* _Exercise brief_
What you return should be every record, retyped without a single change.

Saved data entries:
++++++++
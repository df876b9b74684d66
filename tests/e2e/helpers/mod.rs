use std::path::PathBuf;
use std::sync::Arc;
use tempfile::TempDir;
use tts_cli::domain::narration::{segment, NarrationService, PipelineSettings};
use tts_cli::infrastructure::audio::AudioMerger;
use tts_cli::infrastructure::prompt::{AutoConfirm, Confirmation};

pub mod fakes;

pub use fakes::{ConcatMerger, DeclineConfirm, FailingMerger, FakeTts};

/// A scratch directory holding one narration target, `book.mp3`
pub struct TestContext {
    pub dir: TempDir,
    pub output: PathBuf,
}

impl TestContext {
    pub fn new() -> Self {
        let dir = tempfile::tempdir().expect("Failed to create temp dir");
        let output = dir.path().join("book.mp3");
        Self { dir, output }
    }

    pub fn state_path(&self) -> PathBuf {
        self.dir.path().join("book-state.json")
    }

    /// Chunk audio file, numbered from 1 like on disk
    pub fn part(&self, number: usize) -> PathBuf {
        self.dir.path().join(format!("book_part{}.mp3", number))
    }

    pub fn service(
        &self,
        tts: Arc<FakeTts>,
        merger: Arc<dyn AudioMerger>,
        settings: PipelineSettings,
    ) -> NarrationService {
        NarrationService::new(tts, merger, Arc::new(AutoConfirm), settings)
    }

    pub fn service_with_confirmation(
        &self,
        tts: Arc<FakeTts>,
        confirmation: Arc<dyn Confirmation>,
        settings: PipelineSettings,
    ) -> NarrationService {
        NarrationService::new(tts, Arc::new(ConcatMerger::new()), confirmation, settings)
    }

    /// File names left in the directory, sorted
    pub fn files(&self) -> Vec<String> {
        let mut names: Vec<String> = std::fs::read_dir(self.dir.path())
            .expect("Failed to list temp dir")
            .filter_map(|entry| entry.ok())
            .map(|entry| entry.file_name().to_string_lossy().into_owned())
            .collect();
        names.sort();
        names
    }

    pub fn read_output(&self) -> Vec<u8> {
        std::fs::read(&self.output).expect("Output not written")
    }
}

pub fn settings(max_chunk_bytes: usize, concurrency: usize) -> PipelineSettings {
    PipelineSettings {
        max_chunk_bytes,
        max_unit_bytes: max_chunk_bytes,
        concurrency,
        assume_yes: true,
    }
}

/// Twelve short numbered sentences, about 400 bytes
pub fn sample_text() -> String {
    (1..=12)
        .map(|i| format!("Sentence number {} is right here.", i))
        .collect::<Vec<_>>()
        .join(" ")
}

pub fn chunk_texts(text: &str, max_chunk_bytes: usize) -> Vec<String> {
    segment(text, max_chunk_bytes, max_chunk_bytes)
        .into_iter()
        .map(|c| c.text)
        .collect()
}

/// What an uninterrupted run produces with [`FakeTts`] and [`ConcatMerger`]
pub fn expected_audio(text: &str, max_chunk_bytes: usize) -> Vec<u8> {
    chunk_texts(text, max_chunk_bytes)
        .iter()
        .flat_map(|chunk| FakeTts::audio_for(chunk))
        .collect()
}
++++++++
* _Written answer_
repository df876b9b74684d66
filename tests/e2e/helpers/mod.rs
use std::path::PathBuf;
use std::sync::Arc;
use tempfile::TempDir;
use tts_cli::domain::narration::{segment, NarrationService, PipelineSettings};
use tts_cli::infrastructure::audio::AudioMerger;
use tts_cli::infrastructure::prompt::{AutoConfirm, Confirmation};

pub mod fakes;

pub use fakes::{ConcatMerger, DeclineConfirm, FailingMerger, FakeTts};

/// A scratch directory holding one narration target, `book.mp3`
pub struct TestContext {
    pub dir: TempDir,
    pub output: PathBuf,
}

impl TestContext {
    pub fn new() -> Self {
        let dir = tempfile::tempdir().expect("Failed to create temp dir");
        let output = dir.path().join("book.mp3");
        Self { dir, output }
    }

    pub fn state_path(&self) -> PathBuf {
        self.dir.path().join("book-state.json")
    }

    /// Chunk audio file, numbered from 1 like on disk
    pub fn part(&self, number: usize) -> PathBuf {
        self.dir.path().join(format!("book_part{}.mp3", number))
    }

    pub fn service(
        &self,
        tts: Arc<FakeTts>,
        merger: Arc<dyn AudioMerger>,
        settings: PipelineSettings,
    ) -> NarrationService {
        NarrationService::new(tts, merger, Arc::new(AutoConfirm), settings)
    }

    pub fn service_with_confirmation(
        &self,
        tts: Arc<FakeTts>,
        confirmation: Arc<dyn Confirmation>,
        settings: PipelineSettings,
    ) -> NarrationService {
        NarrationService::new(tts, Arc::new(ConcatMerger::new()), confirmation, settings)
    }

    /// File names left in the directory, sorted
    pub fn files(&self) -> Vec<String> {
        let mut names: Vec<String> = std::fs::read_dir(self.dir.path())
            .expect("Failed to list temp dir")
            .filter_map(|entry| entry.ok())
            .map(|entry| entry.file_name().to_string_lossy().into_owned())
            .collect();
        names.sort();
        names
    }

    pub fn read_output(&self) -> Vec<u8> {
        std::fs::read(&self.output).expect("Output not written")
    }
}

pub fn settings(max_chunk_bytes: usize, concurrency: usize) -> PipelineSettings {
    PipelineSettings {
        max_chunk_bytes,
        max_unit_bytes: max_chunk_bytes,
        concurrency,
        assume_yes: true,
    }
}

/// Twelve short numbered sentences, about 400 bytes
pub fn sample_text() -> String {
    (1..=12)
        .map(|i| format!("Sentence number {} is right here.", i))
        .collect::<Vec<_>>()
        .join(" ")
}

pub fn chunk_texts(text: &str, max_chunk_bytes: usize) -> Vec<String> {
    segment(text, max_chunk_bytes, max_chunk_bytes)
        .into_iter()
        .map(|c| c.text)
        .collect()
}

/// What an uninterrupted run produces with [`FakeTts`] and [`ConcatMerger`]
pub fn expected_audio(text: &str, max_chunk_bytes: usize) -> Vec<u8> {
    chunk_texts(text, max_chunk_bytes)
        .iter()
        .flat_map(|chunk| FakeTts::audio_for(chunk))
        .collect()
}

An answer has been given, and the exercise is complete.